21 oct. 2009

La vie est mélancolie



Par Marie

La peau me gèle, je retrouve mes contours.
Le froid de l'hiver n'est pas sensé me faire du mal, il est sensé me passer au travers, m'être complètement indifférent mais là ce n'est pas normal, un phénomène surnaturel est en train de se produire, je vois mes mains, mes belles mains que je n'ai pas vu depuis des siècles.
Je suis si seule errant sur terre tel un chien ayant perdu son maitre et qui n'est rien sans lui.
Ce garçon là, je l'ai vu arriver de nulle part, il était l'élu! Mais je ne pouvais pas l'embrasser. Ses mains étaient pourtant présentes mais je ne pouvais pas, la matière de mon corps avait disparue.

Ses mains nues me caressaient
Me voilà prise de spasmes
J'aurais voulu les baiser
Ce n'était qu'un fantasme

Déception.
Je vais me présenter. "Je m'appelle Barbie Turique, je suich une jeune demoiselle quich ach le malch de vivre et pourch cause...."
Mon nom, (en effet le barbiturique est utilisé pour réduire les spasmes...cf encyclopédie encarta) je le dois à mon toc qui très tôt m'a pourri l'existence si je peux encore utiliser ce mot...Ce T.O.C (trouble obsessionnel compulsif) est honteux, chaque fois que je vois une main je dois la baiser. Auparavant pas de problème pour mon T.O.C car cela est très aisé d'assouvir sa pulsion. En effet toutes les personnes normalement constituées ont des mains. Certes les réactions ont parfois été violentes, certaines personnes m'ont donné des soufflets mais celà renforçait encore plus mon besoin de baiser des mains.

Barbie Turique...La vie est drôle quand on sait que l'on s'est donné la mort en avalant du poison; beaucoup trop de poison...On m'a retrouvée ce jour là, morte étendue sur le velours rouge du couvre lit, 58 tubes de barbiturique à mes côtés, morte depuis tellement d'années à l'heure où je vous écris.
Je suis née en 1803 et même après ma mort mon T.O.C persiste.
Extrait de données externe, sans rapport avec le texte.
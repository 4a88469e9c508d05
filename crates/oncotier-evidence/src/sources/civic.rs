//! CIViC GraphQL client.
//!
//! Endpoint: https://civicdb.org/api/graphql
//!
//! Fallback source: queried when MyVariant carried no CIViC block, and
//! always when assertions are needed for tier attribution (assertions
//! are not part of the MyVariant embedding).

use oncotier_common::SandboxClient;
use tracing::{debug, instrument};

use super::EvidenceRequest;
use crate::models::{CivicAssertion, CivicEvidenceItem, CivicFragment, EvidenceLevel};

const GRAPHQL_URL: &str = "https://civicdb.org/api/graphql";

const MOLECULAR_PROFILE_QUERY: &str = r#"
query profile($name: String!) {
  molecularProfiles(name: $name, first: 1) {
    nodes {
      name
      evidenceItems(first: 25, status: ACCEPTED) {
        nodes {
          evidenceType
          evidenceLevel
          significance
          disease { name }
          therapies { name }
          description
        }
      }
      assertions(first: 10) {
        nodes {
          ampLevel
          assertionType
          significance
          disease { name }
          therapies { name }
          fdaCompanionTest
          nccnGuideline { name }
        }
      }
    }
  }
}
"#;

pub struct CivicClient {
    client: SandboxClient,
}

impl CivicClient {
    pub fn new(client: SandboxClient) -> Self {
        Self { client }
    }

    #[instrument(skip(self))]
    pub async fn fetch(&self, req: &EvidenceRequest) -> anyhow::Result<CivicFragment> {
        let profile_name = format!("{} {}", req.gene(), req.variant_short());
        let body = serde_json::json!({
            "query": MOLECULAR_PROFILE_QUERY,
            "variables": { "name": profile_name },
        });

        let resp: serde_json::Value = self
            .client
            .post(GRAPHQL_URL)?
            .json(&body)
            .send()
            .await?
            .error_for_status()?
            .json()
            .await?;

        if let Some(errors) = resp["errors"].as_array() {
            if !errors.is_empty() {
                anyhow::bail!("CIViC GraphQL error: {}", errors[0]["message"].as_str().unwrap_or("unknown"));
            }
        }

        let fragment = parse_profiles(&resp["data"]["molecularProfiles"]["nodes"], &profile_name);
        debug!(
            items = fragment.evidence_items.len(),
            assertions = fragment.assertions.len(),
            "CIViC profile parsed"
        );
        Ok(fragment)
    }
}

fn parse_profiles(nodes: &serde_json::Value, profile_name: &str) -> CivicFragment {
    let mut fragment = CivicFragment::default();
    let Some(profiles) = nodes.as_array() else {
        return fragment;
    };

    for profile in profiles {
        for item in profile["evidenceItems"]["nodes"].as_array().unwrap_or(&vec![]) {
            fragment.evidence_items.push(CivicEvidenceItem {
                evidence_type: item["evidenceType"].as_str().map(String::from),
                evidence_level: item["evidenceLevel"].as_str().and_then(EvidenceLevel::parse),
                significance: item["significance"].as_str().map(String::from),
                disease: item["disease"]["name"].as_str().map(String::from),
                drugs: therapy_names(&item["therapies"]),
                description: item["description"].as_str().map(String::from),
            });
        }
        for assertion in profile["assertions"]["nodes"].as_array().unwrap_or(&vec![]) {
            let (amp_tier, amp_level) = parse_amp_level(assertion["ampLevel"].as_str());
            fragment.assertions.push(CivicAssertion {
                molecular_profile: profile["name"]
                    .as_str()
                    .unwrap_or(profile_name)
                    .to_string(),
                amp_tier,
                amp_level,
                assertion_type: assertion["assertionType"].as_str().map(String::from),
                significance: assertion["significance"].as_str().map(String::from),
                therapies: therapy_names(&assertion["therapies"]),
                disease: assertion["disease"]["name"].as_str().map(String::from),
                fda_companion_test: assertion["fdaCompanionTest"].as_bool().unwrap_or(false),
                nccn_guideline: assertion["nccnGuideline"]["name"].as_str().map(String::from),
            });
        }
    }
    fragment
}

fn therapy_names(value: &serde_json::Value) -> Vec<String> {
    value
        .as_array()
        .map(|ts| ts.iter().filter_map(|t| t["name"].as_str().map(String::from)).collect())
        .unwrap_or_default()
}

/// CIViC encodes tier and level together, e.g. "TIER_I_LEVEL_A".
fn parse_amp_level(raw: Option<&str>) -> (Option<String>, Option<EvidenceLevel>) {
    let Some(raw) = raw else {
        return (None, None);
    };
    let upper = raw.to_uppercase();
    let tier = if upper.contains("TIER_IV") || upper.contains("TIER IV") {
        Some("IV")
    } else if upper.contains("TIER_III") || upper.contains("TIER III") {
        Some("III")
    } else if upper.contains("TIER_II") || upper.contains("TIER II") {
        Some("II")
    } else if upper.contains("TIER_I") || upper.contains("TIER I") {
        Some("I")
    } else {
        None
    };
    let level = upper
        .rsplit(|c: char| c == '_' || c == ' ')
        .next()
        .and_then(EvidenceLevel::parse);
    (tier.map(String::from), level)
}

// ── Tests ─────────────────────────────────────────────────────────────────────

#[cfg(test)]
mod tests {
    use super::*;
    use serde_json::json;

    #[test]
    fn test_parse_amp_level() {
        assert_eq!(
            parse_amp_level(Some("TIER_I_LEVEL_A")),
            (Some("I".to_string()), Some(EvidenceLevel::A))
        );
        assert_eq!(
            parse_amp_level(Some("TIER_II_LEVEL_C")),
            (Some("II".to_string()), Some(EvidenceLevel::C))
        );
        assert_eq!(parse_amp_level(Some("TIER_IV")), (Some("IV".to_string()), None));
        assert_eq!(parse_amp_level(None), (None, None));
    }

    #[test]
    fn test_parse_profiles() {
        let nodes = json!([{
            "name": "BRAF V600E",
            "evidenceItems": {"nodes": [{
                "evidenceType": "PREDICTIVE",
                "evidenceLevel": "A",
                "significance": "SENSITIVITYRESPONSE",
                "disease": {"name": "Melanoma"},
                "therapies": [{"name": "Dabrafenib"}, {"name": "Trametinib"}],
                "description": "Combination therapy"
            }]},
            "assertions": {"nodes": [{
                "ampLevel": "TIER_I_LEVEL_A",
                "assertionType": "PREDICTIVE",
                "significance": "SENSITIVITYRESPONSE",
                "disease": {"name": "Melanoma"},
                "therapies": [{"name": "Dabrafenib"}],
                "fdaCompanionTest": true,
                "nccnGuideline": {"name": "Melanoma"}
            }]}
        }]);
        let frag = parse_profiles(&nodes, "BRAF V600E");
        assert_eq!(frag.evidence_items.len(), 1);
        assert_eq!(frag.evidence_items[0].drugs.len(), 2);
        assert_eq!(frag.assertions.len(), 1);
        let a = &frag.assertions[0];
        assert!(a.is_tier_i());
        assert!(a.is_predictive());
        assert!(a.is_sensitivity());
        assert_eq!(a.amp_level, Some(EvidenceLevel::A));
        assert!(a.fda_companion_test);
        assert_eq!(a.nccn_guideline.as_deref(), Some("Melanoma"));
    }

    #[test]
    fn test_empty_response() {
        let frag = parse_profiles(&json!(null), "X");
        assert!(frag.evidence_items.is_empty());
        assert!(frag.assertions.is_empty());
    }
}
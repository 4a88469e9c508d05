//! Typed evidence fragments, one per upstream source, and the dossier
//! that aggregates them.
//!
//! Parsers convert upstream JSON at the boundary; everything past this
//! module is strictly typed. A source that could not be reached is
//! `Absent { degraded: true }`, which the engine treats differently from
//! a source that answered with nothing.

use oncotier_variant::NormalizedVariant;
use serde::{Deserialize, Serialize};

// ── Source slot ──────────────────────────────────────────────────────────────

/// Outcome of one source fetch. `Absent { degraded: false }` means the
/// source was skipped by configuration; `degraded: true` means it failed
/// or timed out. Both are distinct from `Present` with empty contents.
#[derive(Debug, Clone, Serialize, Deserialize)]
#[serde(tag = "state", rename_all = "snake_case")]
pub enum SourceSlot<T> {
    Present(T),
    Absent { degraded: bool },
}

impl<T> SourceSlot<T> {
    pub fn present(value: T) -> Self {
        SourceSlot::Present(value)
    }

    pub fn degraded() -> Self {
        SourceSlot::Absent { degraded: true }
    }

    pub fn skipped() -> Self {
        SourceSlot::Absent { degraded: false }
    }

    pub fn as_present(&self) -> Option<&T> {
        match self {
            SourceSlot::Present(v) => Some(v),
            SourceSlot::Absent { .. } => None,
        }
    }

    pub fn is_absent(&self) -> bool {
        matches!(self, SourceSlot::Absent { .. })
    }

    pub fn is_degraded(&self) -> bool {
        matches!(self, SourceSlot::Absent { degraded: true })
    }

    pub fn map_present<F: FnOnce(T) -> T>(self, f: F) -> Self {
        match self {
            SourceSlot::Present(v) => SourceSlot::Present(f(v)),
            absent => absent,
        }
    }
}

// ── Shared enums ─────────────────────────────────────────────────────────────

/// Source-independent evidence grade: A (validated/FDA) > B (clinical)
/// > C (case series) > D (preclinical).
#[derive(Debug, Clone, Copy, PartialEq, Eq, PartialOrd, Ord, Hash, Serialize, Deserialize)]
pub enum EvidenceLevel {
    A,
    B,
    C,
    D,
}
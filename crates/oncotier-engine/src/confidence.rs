//! Confidence model.
//!
//! Each (tier, sublevel) pair owns a fixed interval. A result starts at
//! the interval's upper bound and loses 0.05 per absent or degraded
//! source, never dropping below the lower bound. A dossier with every
//! source missing therefore sits exactly on the floor.

use crate::tier::{SubLevel, Tier};

const PENALTY_PER_MISSING_SOURCE: f64 = 0.05;

/// The (lower, upper) confidence interval for a tier/sublevel pair.
/// Sublevel-less tiers: benign IV has its own band; a Tier III result
/// without a sublevel (investigational-only) uses the III-B band.
pub fn interval(tier: Tier, sublevel: Option<SubLevel>) -> (f64, f64) {
    match (tier, sublevel) {
        (Tier::I, Some(SubLevel::A)) => (0.90, 1.00),
        (Tier::I, _) => (0.80, 0.90),
        (Tier::II, Some(SubLevel::A)) => (0.75, 0.85),
        (Tier::II, Some(SubLevel::B)) => (0.65, 0.80),
        (Tier::II, Some(SubLevel::C)) => (0.60, 0.75),
        (Tier::II, _) => (0.55, 0.70),
        (Tier::III, Some(SubLevel::A)) => (0.45, 0.55),
        (Tier::III, Some(SubLevel::C)) => (0.35, 0.45),
        (Tier::III, Some(SubLevel::D)) => (0.30, 0.40),
        (Tier::III, _) => (0.40, 0.50),
        (Tier::IV, _) => (0.90, 1.00),
    }
}

/// Confidence for a decided tier given how many sources were missing.
pub fn score(tier: Tier, sublevel: Option<SubLevel>, missing_sources: usize) -> f64 {
    let (lo, hi) = interval(tier, sublevel);
    (hi - PENALTY_PER_MISSING_SOURCE * missing_sources as f64).max(lo)
}

// ── Tests ─────────────────────────────────────────────────────────────────────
Pour que ma vie reprenne forme, il faut que mon T.O.C soit mis à rude épreuve et je retrouverai enfin mon si beau visage, mes yeux si bleus, si perçants, et mes mains si délicates.

Retrouver ma grâce d'antan, après un siècle et demi à flotter dans l'obscurité la plus totale. Juste un instant pouvoir toucher un homme et l'embrasser...Pouvoir sentir sa chaleur.
Je vous écris de mon petit bureau en noyer, le temps à l'air froid, nous sommes le 18 novembre 2007!

Moralité: c'est pas parce qu'on a un drap sur la tête que l'on a envi de baiser! (les mains bien sur!!)